Up through the line that contains "if metrics.speed_changes > 0", retype the entries exactly, beginning at the very first line.

──────── Raw data

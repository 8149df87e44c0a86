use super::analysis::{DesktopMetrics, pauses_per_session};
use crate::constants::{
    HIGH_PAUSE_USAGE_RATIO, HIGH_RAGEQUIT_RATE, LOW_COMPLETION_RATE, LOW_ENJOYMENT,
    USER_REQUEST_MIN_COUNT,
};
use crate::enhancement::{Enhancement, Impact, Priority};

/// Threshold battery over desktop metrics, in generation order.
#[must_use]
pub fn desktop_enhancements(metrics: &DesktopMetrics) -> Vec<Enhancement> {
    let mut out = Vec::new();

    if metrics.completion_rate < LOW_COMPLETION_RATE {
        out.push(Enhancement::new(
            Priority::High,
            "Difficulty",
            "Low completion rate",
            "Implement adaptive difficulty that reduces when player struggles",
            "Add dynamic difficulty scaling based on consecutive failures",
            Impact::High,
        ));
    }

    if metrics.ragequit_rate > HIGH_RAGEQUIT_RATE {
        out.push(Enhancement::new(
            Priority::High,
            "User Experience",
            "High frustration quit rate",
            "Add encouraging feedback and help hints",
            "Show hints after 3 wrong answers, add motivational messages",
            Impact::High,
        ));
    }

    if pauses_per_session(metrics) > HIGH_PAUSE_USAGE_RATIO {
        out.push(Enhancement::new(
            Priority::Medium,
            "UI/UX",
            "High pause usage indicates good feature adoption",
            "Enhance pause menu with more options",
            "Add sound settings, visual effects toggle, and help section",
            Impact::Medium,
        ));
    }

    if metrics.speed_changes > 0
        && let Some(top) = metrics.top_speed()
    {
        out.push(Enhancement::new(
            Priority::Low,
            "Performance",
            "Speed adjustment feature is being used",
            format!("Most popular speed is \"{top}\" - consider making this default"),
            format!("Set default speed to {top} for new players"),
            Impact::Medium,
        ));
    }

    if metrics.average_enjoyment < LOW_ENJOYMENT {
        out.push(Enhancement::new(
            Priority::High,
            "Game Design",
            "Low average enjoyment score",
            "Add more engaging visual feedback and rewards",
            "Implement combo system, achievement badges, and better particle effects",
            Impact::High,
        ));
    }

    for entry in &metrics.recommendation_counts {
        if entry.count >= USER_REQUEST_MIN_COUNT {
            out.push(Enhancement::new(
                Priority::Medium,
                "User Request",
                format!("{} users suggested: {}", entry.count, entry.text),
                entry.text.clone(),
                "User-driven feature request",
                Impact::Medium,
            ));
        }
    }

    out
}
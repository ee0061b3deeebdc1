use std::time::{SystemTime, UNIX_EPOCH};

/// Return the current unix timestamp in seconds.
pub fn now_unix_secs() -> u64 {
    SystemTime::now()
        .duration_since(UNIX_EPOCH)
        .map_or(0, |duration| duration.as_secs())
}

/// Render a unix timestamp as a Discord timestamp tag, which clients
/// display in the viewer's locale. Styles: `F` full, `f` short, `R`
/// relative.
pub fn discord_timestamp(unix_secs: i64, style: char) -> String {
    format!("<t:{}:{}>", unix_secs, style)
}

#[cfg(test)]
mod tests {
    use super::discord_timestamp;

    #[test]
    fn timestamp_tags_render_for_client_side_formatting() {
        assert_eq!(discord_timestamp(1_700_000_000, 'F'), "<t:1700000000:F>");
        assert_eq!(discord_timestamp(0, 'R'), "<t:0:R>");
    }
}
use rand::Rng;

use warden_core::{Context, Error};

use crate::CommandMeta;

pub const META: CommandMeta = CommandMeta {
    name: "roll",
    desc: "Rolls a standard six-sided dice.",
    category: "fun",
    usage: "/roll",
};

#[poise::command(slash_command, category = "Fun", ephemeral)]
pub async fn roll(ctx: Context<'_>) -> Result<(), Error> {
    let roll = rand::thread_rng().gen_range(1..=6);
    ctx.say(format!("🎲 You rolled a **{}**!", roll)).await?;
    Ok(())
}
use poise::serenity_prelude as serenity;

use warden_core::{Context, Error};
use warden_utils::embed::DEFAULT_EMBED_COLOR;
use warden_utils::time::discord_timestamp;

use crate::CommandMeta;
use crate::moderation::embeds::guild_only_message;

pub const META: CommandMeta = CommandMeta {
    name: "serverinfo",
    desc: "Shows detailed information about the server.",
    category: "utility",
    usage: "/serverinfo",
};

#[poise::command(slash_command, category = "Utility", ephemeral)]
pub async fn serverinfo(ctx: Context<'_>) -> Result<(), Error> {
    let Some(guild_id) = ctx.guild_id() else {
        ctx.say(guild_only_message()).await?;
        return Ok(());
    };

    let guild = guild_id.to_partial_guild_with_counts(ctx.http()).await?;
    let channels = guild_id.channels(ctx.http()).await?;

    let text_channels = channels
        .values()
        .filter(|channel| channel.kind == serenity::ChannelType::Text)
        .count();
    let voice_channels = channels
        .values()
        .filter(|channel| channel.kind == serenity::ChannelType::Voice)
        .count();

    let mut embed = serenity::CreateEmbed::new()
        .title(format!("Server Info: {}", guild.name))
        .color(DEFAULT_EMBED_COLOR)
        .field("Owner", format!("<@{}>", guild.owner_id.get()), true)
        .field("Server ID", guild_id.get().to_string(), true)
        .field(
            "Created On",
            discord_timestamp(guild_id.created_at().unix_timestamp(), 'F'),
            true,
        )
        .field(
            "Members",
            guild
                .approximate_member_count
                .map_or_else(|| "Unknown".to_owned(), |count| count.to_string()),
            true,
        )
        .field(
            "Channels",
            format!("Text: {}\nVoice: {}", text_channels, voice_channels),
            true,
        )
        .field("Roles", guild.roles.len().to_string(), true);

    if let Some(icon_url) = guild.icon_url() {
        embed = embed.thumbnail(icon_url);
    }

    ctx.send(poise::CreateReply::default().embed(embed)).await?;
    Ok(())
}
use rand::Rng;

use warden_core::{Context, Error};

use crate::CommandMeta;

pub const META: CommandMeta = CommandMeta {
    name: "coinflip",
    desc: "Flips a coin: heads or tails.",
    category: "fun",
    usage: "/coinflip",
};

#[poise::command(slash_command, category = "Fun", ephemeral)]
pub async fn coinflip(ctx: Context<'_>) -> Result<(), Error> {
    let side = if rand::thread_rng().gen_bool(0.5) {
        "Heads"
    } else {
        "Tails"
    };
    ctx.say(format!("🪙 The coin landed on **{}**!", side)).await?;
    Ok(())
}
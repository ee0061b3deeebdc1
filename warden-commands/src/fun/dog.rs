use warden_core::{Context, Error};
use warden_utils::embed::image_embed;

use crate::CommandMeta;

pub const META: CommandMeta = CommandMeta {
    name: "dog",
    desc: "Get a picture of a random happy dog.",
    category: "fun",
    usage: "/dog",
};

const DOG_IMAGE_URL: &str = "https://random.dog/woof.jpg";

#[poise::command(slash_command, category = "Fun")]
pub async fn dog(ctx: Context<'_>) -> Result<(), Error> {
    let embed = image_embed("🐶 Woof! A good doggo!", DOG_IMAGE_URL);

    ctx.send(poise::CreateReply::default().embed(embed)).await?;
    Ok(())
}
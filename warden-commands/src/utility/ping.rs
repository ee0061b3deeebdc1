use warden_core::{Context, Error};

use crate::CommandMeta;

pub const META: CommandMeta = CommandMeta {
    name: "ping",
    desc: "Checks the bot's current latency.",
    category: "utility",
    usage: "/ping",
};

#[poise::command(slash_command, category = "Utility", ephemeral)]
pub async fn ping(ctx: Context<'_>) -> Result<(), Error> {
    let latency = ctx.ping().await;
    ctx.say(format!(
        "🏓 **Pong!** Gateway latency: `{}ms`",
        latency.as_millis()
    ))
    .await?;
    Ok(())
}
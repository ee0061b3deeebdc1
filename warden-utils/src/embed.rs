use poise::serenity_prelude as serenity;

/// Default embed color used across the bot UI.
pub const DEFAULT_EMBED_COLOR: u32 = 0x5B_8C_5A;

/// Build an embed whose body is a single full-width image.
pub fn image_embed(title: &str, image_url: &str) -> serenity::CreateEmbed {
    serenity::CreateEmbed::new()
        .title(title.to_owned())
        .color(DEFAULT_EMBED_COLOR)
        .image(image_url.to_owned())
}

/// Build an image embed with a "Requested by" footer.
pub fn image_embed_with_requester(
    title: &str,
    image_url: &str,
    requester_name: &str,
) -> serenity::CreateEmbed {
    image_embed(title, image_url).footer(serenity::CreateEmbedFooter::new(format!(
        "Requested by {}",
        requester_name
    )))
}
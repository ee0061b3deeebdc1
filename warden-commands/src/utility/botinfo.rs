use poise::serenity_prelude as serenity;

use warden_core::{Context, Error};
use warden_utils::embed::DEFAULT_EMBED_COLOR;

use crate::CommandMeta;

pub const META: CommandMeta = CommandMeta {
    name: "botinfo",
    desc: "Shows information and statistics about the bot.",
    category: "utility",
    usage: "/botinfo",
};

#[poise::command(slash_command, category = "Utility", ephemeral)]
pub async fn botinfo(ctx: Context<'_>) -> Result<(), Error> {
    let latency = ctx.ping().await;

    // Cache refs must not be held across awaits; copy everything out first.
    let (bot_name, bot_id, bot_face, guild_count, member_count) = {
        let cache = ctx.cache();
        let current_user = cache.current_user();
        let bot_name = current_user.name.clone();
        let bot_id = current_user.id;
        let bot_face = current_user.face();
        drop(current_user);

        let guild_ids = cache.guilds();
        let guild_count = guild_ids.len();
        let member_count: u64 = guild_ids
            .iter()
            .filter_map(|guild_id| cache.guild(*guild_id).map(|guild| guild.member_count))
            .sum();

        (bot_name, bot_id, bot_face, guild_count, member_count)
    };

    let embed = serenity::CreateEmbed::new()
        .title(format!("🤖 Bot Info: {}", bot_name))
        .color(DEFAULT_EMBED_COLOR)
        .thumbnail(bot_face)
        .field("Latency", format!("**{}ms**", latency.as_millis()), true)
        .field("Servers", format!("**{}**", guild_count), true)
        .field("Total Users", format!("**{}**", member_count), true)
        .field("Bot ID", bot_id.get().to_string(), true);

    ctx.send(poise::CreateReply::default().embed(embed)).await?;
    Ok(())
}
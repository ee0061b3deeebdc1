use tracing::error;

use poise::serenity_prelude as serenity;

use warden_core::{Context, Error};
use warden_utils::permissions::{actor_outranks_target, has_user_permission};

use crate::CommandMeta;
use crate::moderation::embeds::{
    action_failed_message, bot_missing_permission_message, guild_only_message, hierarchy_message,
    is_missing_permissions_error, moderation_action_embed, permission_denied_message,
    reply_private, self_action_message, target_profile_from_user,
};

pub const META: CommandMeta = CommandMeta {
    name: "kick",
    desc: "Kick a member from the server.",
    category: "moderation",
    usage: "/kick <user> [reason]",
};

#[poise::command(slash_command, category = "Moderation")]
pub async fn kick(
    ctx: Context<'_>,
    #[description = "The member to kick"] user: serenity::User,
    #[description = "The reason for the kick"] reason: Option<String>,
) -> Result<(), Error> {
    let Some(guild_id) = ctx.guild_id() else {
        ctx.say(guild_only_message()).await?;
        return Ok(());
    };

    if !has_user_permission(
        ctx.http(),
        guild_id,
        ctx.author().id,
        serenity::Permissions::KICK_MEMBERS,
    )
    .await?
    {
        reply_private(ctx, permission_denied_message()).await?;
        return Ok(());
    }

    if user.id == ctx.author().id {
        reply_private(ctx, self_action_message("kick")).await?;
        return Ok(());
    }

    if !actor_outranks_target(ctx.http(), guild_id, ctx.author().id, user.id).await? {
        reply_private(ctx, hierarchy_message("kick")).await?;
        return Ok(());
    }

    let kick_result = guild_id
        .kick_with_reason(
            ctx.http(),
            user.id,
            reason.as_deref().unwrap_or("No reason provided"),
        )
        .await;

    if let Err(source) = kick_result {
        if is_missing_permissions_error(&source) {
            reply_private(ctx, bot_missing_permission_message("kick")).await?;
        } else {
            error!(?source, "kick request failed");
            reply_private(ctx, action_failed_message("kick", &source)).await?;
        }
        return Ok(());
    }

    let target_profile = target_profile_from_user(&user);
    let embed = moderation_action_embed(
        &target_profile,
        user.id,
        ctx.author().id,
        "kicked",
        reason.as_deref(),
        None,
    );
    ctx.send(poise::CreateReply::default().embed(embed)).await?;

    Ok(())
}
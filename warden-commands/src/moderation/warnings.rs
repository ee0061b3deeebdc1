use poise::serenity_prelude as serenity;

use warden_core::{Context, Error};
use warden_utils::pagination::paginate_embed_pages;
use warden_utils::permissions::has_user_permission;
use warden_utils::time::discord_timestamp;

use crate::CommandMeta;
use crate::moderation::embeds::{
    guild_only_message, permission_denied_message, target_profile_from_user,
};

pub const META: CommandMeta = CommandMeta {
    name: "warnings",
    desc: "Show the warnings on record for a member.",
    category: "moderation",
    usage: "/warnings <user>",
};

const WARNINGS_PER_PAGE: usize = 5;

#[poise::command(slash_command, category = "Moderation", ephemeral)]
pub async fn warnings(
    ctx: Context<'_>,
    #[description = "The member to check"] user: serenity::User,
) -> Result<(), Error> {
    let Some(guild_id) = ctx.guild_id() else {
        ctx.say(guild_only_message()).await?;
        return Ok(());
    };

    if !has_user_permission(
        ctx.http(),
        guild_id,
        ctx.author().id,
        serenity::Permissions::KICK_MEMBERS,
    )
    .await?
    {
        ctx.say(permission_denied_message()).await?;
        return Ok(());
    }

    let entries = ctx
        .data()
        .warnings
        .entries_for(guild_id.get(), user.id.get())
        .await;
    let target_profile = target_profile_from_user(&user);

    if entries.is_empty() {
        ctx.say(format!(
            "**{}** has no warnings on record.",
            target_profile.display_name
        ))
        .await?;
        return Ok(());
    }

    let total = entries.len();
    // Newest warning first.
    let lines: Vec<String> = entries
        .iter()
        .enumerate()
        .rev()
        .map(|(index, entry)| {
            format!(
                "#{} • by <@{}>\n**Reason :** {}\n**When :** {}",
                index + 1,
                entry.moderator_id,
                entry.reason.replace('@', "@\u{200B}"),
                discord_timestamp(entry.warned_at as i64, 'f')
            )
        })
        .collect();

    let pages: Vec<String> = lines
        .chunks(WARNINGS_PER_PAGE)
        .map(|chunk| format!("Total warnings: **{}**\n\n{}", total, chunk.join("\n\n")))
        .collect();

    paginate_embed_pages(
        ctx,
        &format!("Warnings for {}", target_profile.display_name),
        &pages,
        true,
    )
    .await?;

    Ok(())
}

────────────────

**Exercise solution:**
repository 8149df87e44c0a86
use super::analysis::{DesktopMetrics, pauses_per_session};
use crate::constants::{
    HIGH_PAUSE_USAGE_RATIO, HIGH_RAGEQUIT_RATE, LOW_COMPLETION_RATE, LOW_ENJOYMENT,
    USER_REQUEST_MIN_COUNT,
};
use crate::enhancement::{Enhancement, Impact, Priority};

/// Threshold battery over desktop metrics, in generation order.
#[must_use]
pub fn desktop_enhancements(metrics: &DesktopMetrics) -> Vec<Enhancement> {
    let mut out = Vec::new();

    if metrics.completion_rate < LOW_COMPLETION_RATE {
        out.push(Enhancement::new(
            Priority::High,
            "Difficulty",
            "Low completion rate",
            "Implement adaptive difficulty that reduces when player struggles",
            "Add dynamic difficulty scaling based on consecutive failures",
            Impact::High,
        ));
    }

    if metrics.ragequit_rate > HIGH_RAGEQUIT_RATE {
        out.push(Enhancement::new(
            Priority::High,
            "User Experience",
            "High frustration quit rate",
            "Add encouraging feedback and help hints",
            "Show hints after 3 wrong answers, add motivational messages",
            Impact::High,
        ));
    }

    if pauses_per_session(metrics) > HIGH_PAUSE_USAGE_RATIO {
        out.push(Enhancement::new(
            Priority::Medium,
            "UI/UX",
            "High pause usage indicates good feature adoption",
            "Enhance pause menu with more options",
            "Add sound settings, visual effects toggle, and help section",
            Impact::Medium,
        ));
    }

    if metrics.speed_changes > 0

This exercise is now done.